* [REQUIREMENT]:
Within the material below, how many lines carry the word "MonitorConfig"? Only that number is wanted.

* [SUPPLIED DATA]:
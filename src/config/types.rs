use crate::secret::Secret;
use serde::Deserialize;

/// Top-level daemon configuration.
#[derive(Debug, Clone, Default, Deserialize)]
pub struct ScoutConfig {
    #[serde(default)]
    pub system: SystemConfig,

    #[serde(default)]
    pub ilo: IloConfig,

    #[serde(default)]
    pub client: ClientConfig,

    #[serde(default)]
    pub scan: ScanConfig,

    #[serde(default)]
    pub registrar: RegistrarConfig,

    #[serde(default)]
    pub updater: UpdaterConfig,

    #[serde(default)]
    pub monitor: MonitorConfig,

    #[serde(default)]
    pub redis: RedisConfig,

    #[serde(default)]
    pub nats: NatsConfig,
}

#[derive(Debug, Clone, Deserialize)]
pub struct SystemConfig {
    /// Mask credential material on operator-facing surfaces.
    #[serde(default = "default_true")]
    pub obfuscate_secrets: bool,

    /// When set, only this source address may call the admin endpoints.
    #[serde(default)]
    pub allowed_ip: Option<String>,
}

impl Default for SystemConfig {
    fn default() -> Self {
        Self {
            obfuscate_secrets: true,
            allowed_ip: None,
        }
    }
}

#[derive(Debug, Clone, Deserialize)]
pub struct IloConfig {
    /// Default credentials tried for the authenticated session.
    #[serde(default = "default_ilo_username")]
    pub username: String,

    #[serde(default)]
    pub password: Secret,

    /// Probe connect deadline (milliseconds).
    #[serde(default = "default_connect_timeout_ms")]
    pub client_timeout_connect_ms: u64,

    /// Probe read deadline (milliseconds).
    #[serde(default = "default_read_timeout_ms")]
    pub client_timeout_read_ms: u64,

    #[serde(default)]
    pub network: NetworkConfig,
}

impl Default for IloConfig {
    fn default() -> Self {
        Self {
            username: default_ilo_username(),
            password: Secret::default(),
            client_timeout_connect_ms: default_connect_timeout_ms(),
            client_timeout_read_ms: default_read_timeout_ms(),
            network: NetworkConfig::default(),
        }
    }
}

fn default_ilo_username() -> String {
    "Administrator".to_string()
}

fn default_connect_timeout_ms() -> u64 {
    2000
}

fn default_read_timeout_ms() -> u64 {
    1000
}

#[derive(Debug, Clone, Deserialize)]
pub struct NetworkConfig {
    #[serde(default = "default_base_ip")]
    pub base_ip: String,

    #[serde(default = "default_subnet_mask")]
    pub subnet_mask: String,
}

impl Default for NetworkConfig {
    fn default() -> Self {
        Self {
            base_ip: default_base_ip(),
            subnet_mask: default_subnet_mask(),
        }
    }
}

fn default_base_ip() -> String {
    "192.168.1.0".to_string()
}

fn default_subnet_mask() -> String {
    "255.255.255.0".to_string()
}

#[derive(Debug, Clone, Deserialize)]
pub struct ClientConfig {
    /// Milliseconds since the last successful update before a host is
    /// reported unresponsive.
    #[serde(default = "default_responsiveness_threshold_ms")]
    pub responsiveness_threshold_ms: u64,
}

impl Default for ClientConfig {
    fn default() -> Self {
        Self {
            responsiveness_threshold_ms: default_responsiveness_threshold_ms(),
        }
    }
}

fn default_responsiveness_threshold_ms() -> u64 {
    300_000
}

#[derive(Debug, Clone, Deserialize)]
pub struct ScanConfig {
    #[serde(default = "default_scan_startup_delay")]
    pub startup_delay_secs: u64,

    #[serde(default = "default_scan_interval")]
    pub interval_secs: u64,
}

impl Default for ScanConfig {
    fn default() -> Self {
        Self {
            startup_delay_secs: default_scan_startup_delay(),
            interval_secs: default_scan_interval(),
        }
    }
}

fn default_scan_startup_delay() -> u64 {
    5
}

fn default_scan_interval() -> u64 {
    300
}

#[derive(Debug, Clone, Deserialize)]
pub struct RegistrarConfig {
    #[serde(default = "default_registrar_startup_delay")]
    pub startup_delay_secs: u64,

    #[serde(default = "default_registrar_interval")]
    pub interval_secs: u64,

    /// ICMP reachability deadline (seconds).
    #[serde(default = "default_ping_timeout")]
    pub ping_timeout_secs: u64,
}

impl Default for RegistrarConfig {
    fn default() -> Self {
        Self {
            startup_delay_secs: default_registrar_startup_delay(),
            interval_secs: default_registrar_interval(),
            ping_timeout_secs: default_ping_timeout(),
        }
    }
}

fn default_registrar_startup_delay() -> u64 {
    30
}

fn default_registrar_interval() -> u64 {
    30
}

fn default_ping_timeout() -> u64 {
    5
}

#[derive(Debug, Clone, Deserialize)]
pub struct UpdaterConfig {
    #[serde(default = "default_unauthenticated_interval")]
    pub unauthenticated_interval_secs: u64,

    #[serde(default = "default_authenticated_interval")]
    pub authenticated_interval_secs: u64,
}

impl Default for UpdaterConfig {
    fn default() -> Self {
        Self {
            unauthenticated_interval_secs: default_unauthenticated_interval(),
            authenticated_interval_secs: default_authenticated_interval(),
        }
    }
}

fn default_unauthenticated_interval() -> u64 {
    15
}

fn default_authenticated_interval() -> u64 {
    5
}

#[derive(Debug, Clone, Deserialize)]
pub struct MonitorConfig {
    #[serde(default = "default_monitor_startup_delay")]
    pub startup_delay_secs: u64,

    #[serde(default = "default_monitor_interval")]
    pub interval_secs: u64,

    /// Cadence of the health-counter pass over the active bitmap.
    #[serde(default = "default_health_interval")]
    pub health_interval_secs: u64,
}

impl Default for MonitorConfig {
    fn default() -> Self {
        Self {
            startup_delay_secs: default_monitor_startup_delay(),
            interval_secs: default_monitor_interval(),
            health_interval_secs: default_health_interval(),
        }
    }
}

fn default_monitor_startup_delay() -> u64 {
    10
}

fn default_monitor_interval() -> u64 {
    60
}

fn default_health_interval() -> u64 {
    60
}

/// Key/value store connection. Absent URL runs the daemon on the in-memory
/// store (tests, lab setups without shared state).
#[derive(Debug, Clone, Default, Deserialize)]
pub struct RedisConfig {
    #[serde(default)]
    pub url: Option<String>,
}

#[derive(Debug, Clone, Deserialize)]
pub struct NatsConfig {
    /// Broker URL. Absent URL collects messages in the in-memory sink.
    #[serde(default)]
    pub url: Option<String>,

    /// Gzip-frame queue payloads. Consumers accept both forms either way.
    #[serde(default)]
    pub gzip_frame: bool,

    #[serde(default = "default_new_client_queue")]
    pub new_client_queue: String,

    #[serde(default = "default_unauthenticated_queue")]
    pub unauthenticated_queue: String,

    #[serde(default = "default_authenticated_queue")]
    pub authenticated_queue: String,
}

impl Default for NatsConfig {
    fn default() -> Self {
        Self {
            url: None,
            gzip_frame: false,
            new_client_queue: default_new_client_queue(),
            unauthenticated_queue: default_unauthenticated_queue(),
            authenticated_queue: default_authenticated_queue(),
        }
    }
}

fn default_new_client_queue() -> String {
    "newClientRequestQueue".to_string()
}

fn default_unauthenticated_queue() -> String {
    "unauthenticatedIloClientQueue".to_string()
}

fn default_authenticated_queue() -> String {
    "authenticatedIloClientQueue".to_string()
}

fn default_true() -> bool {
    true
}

* [TASK SOLUTION]:
3